You can judge for yourself:
Carson cited Hillary Clinton’s senior thesis on Saul Alinsky, the community organizer from Chicago and much-used conspiratorial bludgeon against Democratic presidential candidates this century. The thesis, which has been available to the public since 2001, was, according to the Boston Globe‘s Michael Levenson, “dispassionate, disappointed, and amused by [Alinsky’s] divisive methods and dogmatic ideology.” Clinton interviewed Alinsky twice for the paper, and conservative outlet the Washington Free Beacon later uncovered one letter from Clinton to Alinsky in 1971, two years later.
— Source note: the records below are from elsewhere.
use std::sync::atomic::AtomicBool;
use std::sync::Arc;

use anyhow::Result;
use surplus_core::{evaluate, LifecycleEvent, TaskStatus, TelemetryModel};
use surplus_storage::{HistoryFile, QueueFile, ReportStore, RunContextStore};
use surplus_telemetry::{fetch_or_log, BillingCommandSource, Credentials, RateLimitProbe, UsageSource};
use tracing::warn;

use crate::config::{expand, Config, Paths};
use crate::cycle::{Cycle, CycleOutcome};
use crate::executor::{CliExecutor, TaskExecutor};
use crate::scheduler::Scheduler;
use crate::status::{QuietHoursState, StatusReport, TaskLine, STATUS_HISTORY_LEN};

/// Everything a command needs, built once from the config.
pub struct Runner {
    pub cfg: Config,
    pub paths: Paths,
    pub queue: QueueFile,
    pub history: HistoryFile,
    pub source: Box<dyn UsageSource>,
    pub executor: Box<dyn TaskExecutor>,
}

/// Telemetry source for the configured model.
pub fn usage_source(cfg: &Config) -> Box<dyn UsageSource> {
    let t = &cfg.telemetry;
    match t.source {
        TelemetryModel::Billing => Box::new(BillingCommandSource::new(
            t.command.clone(),
            t.timeout(),
            cfg.thresholds.weekly_start_day,
        )),
        TelemetryModel::RateLimit => Box::new(RateLimitProbe::new(
            t.api_url.clone(),
            t.probe_model.clone(),
            Credentials::new(expand(&t.credentials_path)),
            t.timeout(),
        )),
    }
}

impl Runner {
    pub fn open(cfg: Config) -> Self {
        let paths = cfg.paths.resolve();
        let source = usage_source(&cfg);
        let executor = CliExecutor::new(
            cfg.execution.clone(),
            RunContextStore::new(paths.context_dir.clone()).with_max_chars(cfg.execution.context_max_chars),
            ReportStore::new(paths.reports_dir.clone()),
        );
        Self::with_parts(cfg, paths, source, Box::new(executor))
    }

    pub fn with_parts(cfg: Config, paths: Paths, source: Box<dyn UsageSource>, executor: Box<dyn TaskExecutor>) -> Self {
        Self {
            queue: QueueFile::new(paths.queue.clone()),
            history: HistoryFile::new(paths.history.clone()),
            cfg,
            paths,
            source,
            executor,
        }
    }

    fn cycle(&self) -> Cycle<'_> {
        Cycle {
            source: self.source.as_ref(),
            executor: self.executor.as_ref(),
            queue: &self.queue,
            history: &self.history,
            thresholds: &self.cfg.thresholds,
            telemetry_timeout: self.cfg.telemetry.timeout(),
        }
    }

    pub async fn run_once(&self, dry_run: bool) -> CycleOutcome {
        self.cycle().run(dry_run).await
    }

    pub async fn watch(&self, shutdown: Arc<AtomicBool>) -> u64 {
        let scheduler = Scheduler::new(self.cfg.watch.clone(), shutdown);
        scheduler.run(|| self.run_once(false)).await
    }

    /// Fetches telemetry and reads the queue and history; writes nothing.
    pub async fn status(&self) -> StatusReport {
        let snapshot = fetch_or_log(self.source.as_ref(), self.cfg.telemetry.timeout()).await;
        let decision = evaluate(snapshot.as_ref(), &self.cfg.thresholds);
        let queue = self.queue.load_or_empty();
        let history = self.history.recent(STATUS_HISTORY_LEN).unwrap_or_else(|e| {
            warn!(error = ?e, "history unreadable");
            vec![]
        });
        StatusReport {
            telemetry: self.source.model(),
            thresholds: self.cfg.thresholds.clone(),
            quiet_hours: QuietHoursState::now(&self.cfg.watch),
            decision,
            queue: queue.tasks.iter().map(TaskLine::from).collect(),
            history,
        }
    }

    /// off -> on.
    pub fn enable(&self, task_id: &str) -> Result<Option<TaskStatus>> {
        self.queue.apply(task_id, LifecycleEvent::Enable)
    }

    /// done, failed or running -> on.
    pub fn reset(&self, task_id: &str) -> Result<Option<TaskStatus>> {
        self.queue.apply(task_id, LifecycleEvent::Reset)
    }
}
use std::path::{Path, PathBuf};

use anyhow::{bail, Context, Result};
use serde_json::json;
use tracing::{debug, warn};

const SETTINGS_DIR: &str = ".claude";
const SETTINGS_FILE: &str = "settings.local.json";

/// Scoped tool permissions for one execution.
///
/// `acquire` writes `<project>/.claude/settings.local.json` allowing the given
/// tools, keeping whatever was there before. Dropping the guard puts the
/// project back: the previous file is restored, or the written file (and a
/// directory created for it) is removed.
#[derive(Debug)]
pub struct PermissionsGuard {
    path: PathBuf,
    backup: Option<Vec<u8>>,
    created_dir: Option<PathBuf>,
    written: bool,
}

impl PermissionsGuard {
    /// Fails without touching anything when `project_dir` is not an existing
    /// directory.
    pub fn acquire(project_dir: &Path, allow: &[String]) -> Result<Self> {
        if !project_dir.is_dir() {
            bail!("project directory {} does not exist", project_dir.display());
        }
        let dir = project_dir.join(SETTINGS_DIR);
        let path = dir.join(SETTINGS_FILE);

        let created_dir = if dir.is_dir() {
            None
        } else {
            std::fs::create_dir(&dir).with_context(|| format!("create {}", dir.display()))?;
            Some(dir)
        };

        // From here on, drop undoes whatever has been done.
        let mut guard = Self {
            path,
            backup: None,
            created_dir,
            written: false,
        };

        guard.backup = match std::fs::read(&guard.path) {
            Ok(bytes) => Some(bytes),
            Err(e) if e.kind() == std::io::ErrorKind::NotFound => None,
            Err(e) => return Err(e).with_context(|| format!("read {}", guard.path.display())),
        };

        let doc = json!({ "permissions": { "allow": allow } });
        let bytes = serde_json::to_vec_pretty(&doc)?;
        guard.written = true;
        std::fs::write(&guard.path, bytes).with_context(|| format!("write {}", guard.path.display()))?;
        debug!(path = %guard.path.display(), tools = allow.len(), "permissions written");
        Ok(guard)
    }

    pub fn path(&self) -> &Path {
        &self.path
    }

    fn restore(&mut self) -> std::io::Result<()> {
        if std::mem::take(&mut self.written) {
            match self.backup.take() {
                Some(bytes) => std::fs::write(&self.path, bytes)?,
                None => match std::fs::remove_file(&self.path) {
                    Ok(()) => {}
                    Err(e) if e.kind() == std::io::ErrorKind::NotFound => {}
                    Err(e) => return Err(e),
                },
            }
        }
        if let Some(dir) = self.created_dir.take() {
            // only if nothing else landed there meanwhile
            let _ = std::fs::remove_dir(dir);
        }
        Ok(())
    }
}

impl Drop for PermissionsGuard {
    fn drop(&mut self) {
        if let Err(e) = self.restore() {
            warn!(path = %self.path.display(), error = %e, "failed to restore project permissions");
        }
    }
}
use std::path::{Path, PathBuf};

use anyhow::{Context, Result};
use surplus_core::{apply_event, transition, LifecycleEvent, TaskQueue, TaskStatus};
use tracing::{error, warn};

use crate::fs::{read_optional, write_json_atomic};

/// The task queue document on disk. Every mutation rewrites the whole file.
#[derive(Clone, Debug)]
pub struct QueueFile {
    path: PathBuf,
}

impl QueueFile {
    pub fn new(path: impl Into<PathBuf>) -> Self {
        Self { path: path.into() }
    }

    pub fn path(&self) -> &Path {
        &self.path
    }

    /// Reads the queue. A missing file is an empty queue; a malformed one is
    /// an error.
    pub fn load(&self) -> Result<TaskQueue> {
        let Some(text) = read_optional(&self.path)? else {
            return Ok(TaskQueue::default());
        };
        if text.trim().is_empty() {
            return Ok(TaskQueue::default());
        }
        serde_json::from_str(&text).with_context(|| format!("parse task queue {}", self.path.display()))
    }

    /// Like [`load`](Self::load), but logs a malformed file and substitutes an
    /// empty queue.
    pub fn load_or_empty(&self) -> TaskQueue {
        match self.load() {
            Ok(q) => q,
            Err(e) => {
                error!(path = %self.path.display(), error = ?e, "task queue unreadable; using empty queue");
                TaskQueue::default()
            }
        }
    }

    pub fn save(&self, queue: &TaskQueue) -> Result<()> {
        write_json_atomic(&self.path, queue)
    }

    /// Re-reads the file, sets the task's status and writes it back, so edits
    /// made to the file since the cycle started are kept. Returns `false`
    /// without writing when the task is no longer in the file.
    pub fn update_status(&self, task_id: &str, status: TaskStatus) -> Result<bool> {
        let mut queue = self.load()?;
        if !transition(&mut queue, task_id, status) {
            warn!(task_id, %status, "task vanished from queue file; status not recorded");
            return Ok(false);
        }
        self.save(&queue)?;
        Ok(true)
    }

    /// Applies an operator event (enable, reset) with the transition table
    /// enforced. `Ok(None)` when the id is unknown.
    pub fn apply(&self, task_id: &str, event: LifecycleEvent) -> Result<Option<TaskStatus>> {
        let mut queue = self.load()?;
        let Some(status) = apply_event(&mut queue, task_id, event)? else {
            return Ok(None);
        };
        self.save(&queue)?;
        Ok(Some(status))
    }
}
And Alinsky considered himself an agnostic Jew, not a Satanist. The acknowledgement to which Carson is referring sits right below quotes from Rabbi Hillel and Thomas Paine, and reads in full (pp.5):
Lest we forget at least an over-the-shoulder acknowledgment to the very first radical: from all our legends, mythology, and history (and who is to know where mythology leaves off and history begins or which is which), the first radical known to man who rebelled against the establishment and did it so effectively that he at least won his own kingdom – Lucifer.
Carson takes the “over-the-shoulder” bit more seriously than any honest reader would. But he’s Ben Carson, evangelical leader of Trump’s America — and a leader who has dipped into the Hillary-Clinton-Is-A-Godless-Heathen bag more than once.
Of course, when Donald Trump questioned Hillary Clinton’s religion — most recently in front of a group of evangelical leaders who later strained to give him the benefit of the doubt — Carson was quick to condemn: “I have invested absolutely zero thought in what her religious inclinations are,” he said in an interview with The Daily Beast.
Trump questioned Carson‘s religion, too, when they were competitors for the nomination. Carson wasn’t as quick to defend himself then as he was Clinton in June.
Perhaps he was hoping no one would notice the brazen hypocrisy of citing one third of the acknowledgements page of the subject of a 43-year-old college paper — in order to make a point about moral rectitude about an opponent who happens to be a lifelong Methodist parishioner.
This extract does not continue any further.